[DIRECTIONS FOR THIS TASK]: Work through the entries below and show every line in which "team" is found.

/---

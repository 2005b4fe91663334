//! Deterministic ISO-week keys for team summaries.
//!
//! One summary row exists per team per ISO week; re-running the nightly
//! job within the same week merges into the same row instead of creating
//! a new one. The key pairs the ISO week number with the ISO week-based
//! year so the turn of the year cannot split a week across two keys.

use chrono::{Datelike, NaiveDate};

/// Build the summary key for the week containing `date`,
/// e.g. `weekly-2026-07` for a date in ISO week 7 of 2026.
pub fn week_key(date: NaiveDate) -> String {
    let iso = date.iso_week();
    format!("weekly-{}-{:02}", iso.year(), iso.week())
}

#[cfg(test)]
mod tests {
    use super::*;

    #[test]
    fn same_week_same_key() {
        // Monday and Sunday of the same ISO week.
        let monday = NaiveDate::from_ymd_opt(2026, 3, 2).unwrap();
        let sunday = NaiveDate::from_ymd_opt(2026, 3, 8).unwrap();

        assert_eq!(week_key(monday), week_key(sunday));
        assert_eq!(week_key(monday), "weekly-2026-10");
    }

    #[test]
    fn week_number_is_zero_padded() {
        let date = NaiveDate::from_ymd_opt(2026, 1, 7).unwrap();
        assert_eq!(week_key(date), "weekly-2026-02");
    }

    #[test]
    fn year_boundary_uses_iso_year() {
        // 2027-01-01 is a Friday and belongs to ISO week 53 of 2026.
        let date = NaiveDate::from_ymd_opt(2027, 1, 1).unwrap();
        assert_eq!(week_key(date), "weekly-2026-53");
    }

    #[test]
    fn adjacent_weeks_get_distinct_keys() {
        let sunday = NaiveDate::from_ymd_opt(2026, 3, 8).unwrap();
        let monday = NaiveDate::from_ymd_opt(2026, 3, 9).unwrap();

        assert_ne!(week_key(sunday), week_key(monday));
    }
}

\---

[OUTPUT]:
//! Deterministic ISO-week keys for team summaries.
//! One summary row exists per team per ISO week; re-running the nightly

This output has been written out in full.